EU sets 2020 catch limits for Atlantic, North Sea, Mediterranean
Political agreements on next year’s catch limits for the 89 main commercial fish stocks in which E.U. vessels participate have been agreed by the Agriculture and Fisheries Council (AGRIFISH).
Following lengthy negotiations in Brussels on 16 and 17 December, there were increases for some key stocks, with the overall agreement increasing E.U. landings deemed to be at a sustainable level to 99.4 percent.
“The quota-setting exercise is never easy and this year it took us several hours of negotiations to get to an agreement,” Jari Leppä, president of the council and Finland's minister for agriculture and forestry, said. “But I am glad to announce that it is a balanced one that reconciles all the objectives of the Common Fisheries Policy – environmental and socio-economic sustainability – to the benefit of the fish stocks, fishing sector and the E.U. citizens at large.”
The council agreed to continue for one year the previously agreed pool mechanism for quota exchanges. This decision was made to reflect the difficulties faced by E.U. fishermen in relation to mixed fisheries in certain areas and the risk of choke species.
Choke species are those that have a low quota that, when exhausted, can cause a vessel to stop fishing even if it still has quota for other species.
Meanwhile, in order to address the difficult situation of cod and whiting stocks in the Celtic Sea and cod in Kattegat, the council decided to introduce remedial measures with the aim of improving the selectivity of fishing gears and reducing bycatches.

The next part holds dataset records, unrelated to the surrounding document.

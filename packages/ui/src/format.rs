//! Display helpers.

use chrono::{DateTime, Datelike, Utc};

const MONTHS: [&str; 12] = [
    "janvier",
    "février",
    "mars",
    "avril",
    "mai",
    "juin",
    "juillet",
    "août",
    "septembre",
    "octobre",
    "novembre",
    "décembre",
];

/// Long French date, e.g. `3 mars 2024`.
pub fn long_date(at: &DateTime<Utc>) -> String {
    let month = MONTHS[at.month0() as usize];
    format!("{} {month} {}", at.day(), at.year())
}

/// Rating as shown next to the stars, e.g. `3,5/5`.
pub fn rating_label(rating: f32) -> String {
    format!("{rating}/5").replace('.', ",")
}

#[cfg(test)]
mod tests {
    use super::*;

    #[test]
    fn test_long_date() {
        let at: DateTime<Utc> = "2024-08-01T10:00:00Z".parse().unwrap();
        assert_eq!(long_date(&at), "1 août 2024");
    }

    #[test]
    fn test_rating_label() {
        assert_eq!(rating_label(3.5), "3,5/5");
        assert_eq!(rating_label(4.0), "4/5");
    }
}
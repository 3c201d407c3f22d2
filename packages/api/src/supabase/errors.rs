//! Mapping of platform error bodies onto [`GatewayError`].

use serde::Deserialize;
use serde_json::Value;
use store::{GatewayError, Table};

/// Union of the error shapes returned by the REST, auth and storage services.
#[derive(Debug, Default, Deserialize)]
struct ErrorBody {
    #[serde(default)]
    code: Option<Value>,
    #[serde(default)]
    message: Option<String>,
    #[serde(default)]
    details: Option<String>,
    #[serde(default)]
    msg: Option<String>,
    #[serde(default)]
    error: Option<String>,
    #[serde(default)]
    error_description: Option<String>,
}

impl ErrorBody {
    fn parse(body: &str) -> Self {
        serde_json::from_str(body).unwrap_or_default()
    }

    fn code(&self) -> Option<String> {
        match &self.code {
            Some(Value::String(code)) => Some(code.clone()),
            Some(Value::Number(code)) => Some(code.to_string()),
            _ => None,
        }
    }

    fn text(&self, status: u16) -> String {
        self.message
            .as_ref()
            .or(self.msg.as_ref())
            .or(self.error_description.as_ref())
            .or(self.error.as_ref())
            .cloned()
            .unwrap_or_else(|| format!("HTTP {status}"))
    }
}

/// Error from a `/rest/v1` call on `table`.
pub fn rest_error(table: Table, status: u16, body: &str) -> GatewayError {
    let parsed = ErrorBody::parse(body);
    let code = parsed.code();
    let message = parsed.text(status);
    match code.as_deref() {
        Some("23505") => GatewayError::Conflict { table, message },
        Some("PGRST116") => match parsed.details.as_deref().and_then(row_count) {
            Some(0) | None => GatewayError::NotFound { table },
            Some(count) => GatewayError::MultipleRows { table, count },
        },
        _ if status == 401 => GatewayError::Auth(message),
        _ => GatewayError::Rejected { code, message },
    }
}

/// Error from an `/auth/v1` call.
pub fn auth_error(status: u16, body: &str) -> GatewayError {
    GatewayError::Auth(ErrorBody::parse(body).text(status))
}

/// Error from a `/storage/v1` call.
pub fn storage_error(status: u16, body: &str) -> GatewayError {
    GatewayError::Storage(ErrorBody::parse(body).text(status))
}

/// "The result contains 3 rows" → 3.
fn row_count(details: &str) -> Option<usize> {
    details
        .split_whitespace()
        .find_map(|word| word.parse::<usize>().ok())
}

/// Total from a `Content-Range` header such as `0-24/3573` or `*/0`.
pub fn parse_content_range(value: &str) -> Option<usize> {
    value.rsplit_once('/')?.1.trim().parse().ok()
}

#[cfg(test)]
mod tests {
    use super::*;

    #[test]
    fn test_unique_violation_is_conflict() {
        let body = r#"{"code":"23505","details":"Key (google_id)=(abc) already exists.","hint":null,
                       "message":"duplicate key value violates unique constraint \"books_google_id_key\""}"#;
        let err = rest_error(Table::Books, 409, body);
        assert!(err.is_duplicate_key());
        assert!(err.to_string().contains("books_google_id_key"));
    }

    #[test]
    fn test_single_row_errors() {
        let none = r#"{"code":"PGRST116","details":"The result contains 0 rows","message":"JSON object requested, multiple (or no) rows returned"}"#;
        assert_eq!(
            rest_error(Table::Profiles, 406, none),
            GatewayError::NotFound {
                table: Table::Profiles
            }
        );

        let many = r#"{"code":"PGRST116","details":"The result contains 2 rows","message":"JSON object requested, multiple (or no) rows returned"}"#;
        assert_eq!(
            rest_error(Table::Profiles, 406, many),
            GatewayError::MultipleRows {
                table: Table::Profiles,
                count: 2
            }
        );
    }

    #[test]
    fn test_other_rest_errors_keep_code_and_message() {
        let body = r#"{"code":"42501","message":"new row violates row-level security policy for table \"posts\""}"#;
        let err = rest_error(Table::Posts, 400, body);
        assert_eq!(
            err,
            GatewayError::Rejected {
                code: Some("42501".to_string()),
                message: "new row violates row-level security policy for table \"posts\"".to_string(),
            }
        );
    }

    #[test]
    fn test_auth_error_shapes() {
        let current = r#"{"code":400,"error_code":"invalid_credentials","msg":"Invalid login credentials"}"#;
        assert_eq!(
            auth_error(400, current),
            GatewayError::Auth("Invalid login credentials".to_string())
        );

        let legacy = r#"{"error":"invalid_grant","error_description":"Email not confirmed"}"#;
        assert_eq!(
            auth_error(400, legacy),
            GatewayError::Auth("Email not confirmed".to_string())
        );

        assert_eq!(
            auth_error(502, "<html>bad gateway</html>"),
            GatewayError::Auth("HTTP 502".to_string())
        );
    }

    #[test]
    fn test_storage_error() {
        let body = r#"{"statusCode":"409","error":"Duplicate","message":"The resource already exists"}"#;
        assert_eq!(
            storage_error(400, body),
            GatewayError::Storage("The resource already exists".to_string())
        );
    }

    #[test]
    fn test_content_range() {
        assert_eq!(parse_content_range("0-24/3573"), Some(3573));
        assert_eq!(parse_content_range("*/0"), Some(0));
        assert_eq!(parse_content_range("0-9/*"), None);
        assert_eq!(parse_content_range("garbage"), None);
    }
}
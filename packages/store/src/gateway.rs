//! # Gateway: the contract every screen uses to reach the backend
//!
//! [`Gateway`] is the single seam between the application and the hosted platform.
//! Screens never talk HTTP themselves: they build a [`Query`], call one of the
//! methods below and turn any [`GatewayError`] into a message.
//!
//! | Group | Methods |
//! |-------|---------|
//! | Identity | [`sign_up`](Gateway::sign_up), [`sign_in`](Gateway::sign_in), [`sign_out`](Gateway::sign_out), [`session`](Gateway::session), [`current_user`](Gateway::current_user) |
//! | Rows | [`select`](Gateway::select), [`select_one`](Gateway::select_one), [`single`](Gateway::single), [`maybe_single`](Gateway::maybe_single), [`count`](Gateway::count), [`insert`](Gateway::insert), [`update`](Gateway::update), [`delete`](Gateway::delete), [`upsert`](Gateway::upsert) |
//! | Files | [`upload`](Gateway::upload) |
//!
//! Implementations are cheap to clone and share their session between clones.
//! Two exist: [`crate::MemoryGateway`] in this crate and the REST client in `api`.

use std::future::Future;

use serde::Serialize;
use serde_json::Value;
use thiserror::Error;

use crate::models::{Identity, Record, Session, Table};
use crate::query::Query;

/// Failure of a gateway call.
#[derive(Clone, Debug, PartialEq, Error)]
pub enum GatewayError {
    #[error("not signed in")]
    Unauthenticated,
    #[error("{0}")]
    Auth(String),
    #[error("no matching row in {table}")]
    NotFound { table: Table },
    #[error("{count} rows matched in {table} where at most one was expected")]
    MultipleRows { table: Table, count: usize },
    #[error("duplicate key value violates unique constraint on {table}: {message}")]
    Conflict { table: Table, message: String },
    #[error("{message}")]
    Rejected { code: Option<String>, message: String },
    #[error("storage: {0}")]
    Storage(String),
    #[error("network: {0}")]
    Transport(String),
    #[error("unexpected response: {0}")]
    Decode(String),
    #[error("configuration: {0}")]
    Config(String),
}

impl GatewayError {
    /// A unique-constraint violation.
    pub fn is_duplicate_key(&self) -> bool {
        matches!(self, GatewayError::Conflict { .. })
    }

    /// Whether the failure means there is no usable session.
    pub fn is_auth(&self) -> bool {
        matches!(self, GatewayError::Unauthenticated | GatewayError::Auth(_))
    }
}

impl From<serde_json::Error> for GatewayError {
    fn from(err: serde_json::Error) -> Self {
        GatewayError::Decode(err.to_string())
    }
}

pub type GatewayResult<T> = Result<T, GatewayError>;

/// How [`Gateway::select_one`] treats more than one match.
#[derive(Clone, Copy, Debug, PartialEq, Eq)]
pub enum Cardinality {
    /// More than one match is an error.
    Strict,
    /// The first match wins ("maybe single").
    Lenient,
}

/// Options for [`Gateway::upload`].
#[derive(Clone, Debug, Default, PartialEq)]
pub struct UploadOptions {
    /// Replace an existing object at the same path instead of failing.
    pub overwrite: bool,
    pub content_type: Option<String>,
}

impl UploadOptions {
    pub fn overwrite() -> Self {
        Self {
            overwrite: true,
            content_type: None,
        }
    }

    pub fn with_content_type(mut self, content_type: impl Into<String>) -> Self {
        self.content_type = Some(content_type.into());
        self
    }
}

/// Async access to identity, rows and files on the hosted platform.
pub trait Gateway: Clone {
    /// Create an identity. Platforms that sign the new account in directly
    /// also leave a session behind.
    fn sign_up(
        &self,
        email: &str,
        password: &str,
    ) -> impl Future<Output = GatewayResult<Identity>>;

    /// Exchange credentials for a session.
    fn sign_in(
        &self,
        email: &str,
        password: &str,
    ) -> impl Future<Output = GatewayResult<Session>>;

    /// End the session. The local session is dropped even if the platform call fails.
    fn sign_out(&self) -> impl Future<Output = GatewayResult<()>>;

    /// The current session, if any.
    fn session(&self) -> impl Future<Output = GatewayResult<Option<Session>>>;

    /// The identity behind the current session, if any.
    fn current_user(&self) -> impl Future<Output = GatewayResult<Option<Identity>>>;

    /// Rows of `R::TABLE` matching `query`.
    fn select<R: Record>(&self, query: &Query) -> impl Future<Output = GatewayResult<Vec<R>>>;

    /// Number of rows of `R::TABLE` matching `query`.
    fn count<R: Record>(&self, query: &Query) -> impl Future<Output = GatewayResult<usize>>;

    /// Insert rows and return them as stored, generated columns included.
    fn insert<R: Record, N: Serialize>(
        &self,
        rows: &[N],
    ) -> impl Future<Output = GatewayResult<Vec<R>>>;

    /// Merge `patch` into every row matching `query`.
    fn update<R: Record>(
        &self,
        query: &Query,
        patch: &Value,
    ) -> impl Future<Output = GatewayResult<()>>;

    /// Delete every row matching `query`.
    fn delete<R: Record>(&self, query: &Query) -> impl Future<Output = GatewayResult<()>>;

    /// Insert `row`, or merge it into the row with the same primary key.
    fn upsert<R: Record, N: Serialize>(&self, row: &N) -> impl Future<Output = GatewayResult<()>>;

    /// Store `bytes` at `path` in `bucket` and return the public URL.
    fn upload(
        &self,
        bucket: &str,
        path: &str,
        bytes: Vec<u8>,
        options: UploadOptions,
    ) -> impl Future<Output = GatewayResult<String>>;

    /// At most one row, see [`Cardinality`].
    fn select_one<R: Record>(
        &self,
        query: &Query,
        cardinality: Cardinality,
    ) -> impl Future<Output = GatewayResult<Option<R>>> {
        async move {
            let mut rows = self.select::<R>(query).await?;
            match (cardinality, rows.len()) {
                (_, 0) => Ok(None),
                (Cardinality::Strict, count) if count > 1 => Err(GatewayError::MultipleRows {
                    table: R::TABLE,
                    count,
                }),
                _ => Ok(Some(rows.swap_remove(0))),
            }
        }
    }

    /// Exactly one row; zero matches is [`GatewayError::NotFound`].
    fn single<R: Record>(&self, query: &Query) -> impl Future<Output = GatewayResult<R>> {
        async move {
            self.select_one::<R>(query, Cardinality::Strict)
                .await?
                .ok_or(GatewayError::NotFound { table: R::TABLE })
        }
    }

    /// The first matching row, if any.
    fn maybe_single<R: Record>(
        &self,
        query: &Query,
    ) -> impl Future<Output = GatewayResult<Option<R>>> {
        self.select_one::<R>(query, Cardinality::Lenient)
    }

    /// The signed-in identity, or [`GatewayError::Unauthenticated`].
    fn require_user(&self) -> impl Future<Output = GatewayResult<Identity>> {
        async move {
            self.current_user()
                .await?
                .ok_or(GatewayError::Unauthenticated)
        }
    }
}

Concerning sea bass, it was decided to slightly increase the bycatch levels in the northern areas and grant additional flexibility in their management.
On conclusion of the talks, E.U. Commissioner for Environment, Oceans, and Fisheries Virginijus Sinkevičius said that in 2020 the E.U. would “enter a new era of European fisheries,” and that the member states’ fleets will fish at a level that will not hinder the regeneration of the stocks.
“Today’s efforts will have an impact already in the following year,” he said. “We agreed on a number of substantial increases for more than 25 valuable fish stocks. The more sustainable we are, the more prosperous European fishermen and women will be.”
For the first time, the European Commission this year proposed fishing opportunities covering the Mediterranean Sea, and a 10 percent reduction of fishing effort for demersal species was agreed. Meanwhile a compromise on quotas was ratified for the Black Sea’s two most important commercial species, sprat and turbot, shared between Bulgaria and Romania.
“The balanced compromise, which reflects the importance of the three pillars of sustainability – environmental, social, and economic – will lead to thriving fishermen, women, and coastal communities, as well as healthy seas and oceans,” Sinkevičius said. “Today, we showed that we can keep up with a high pace ensuring sustainability in fisheries. It must be a new standard for the future.”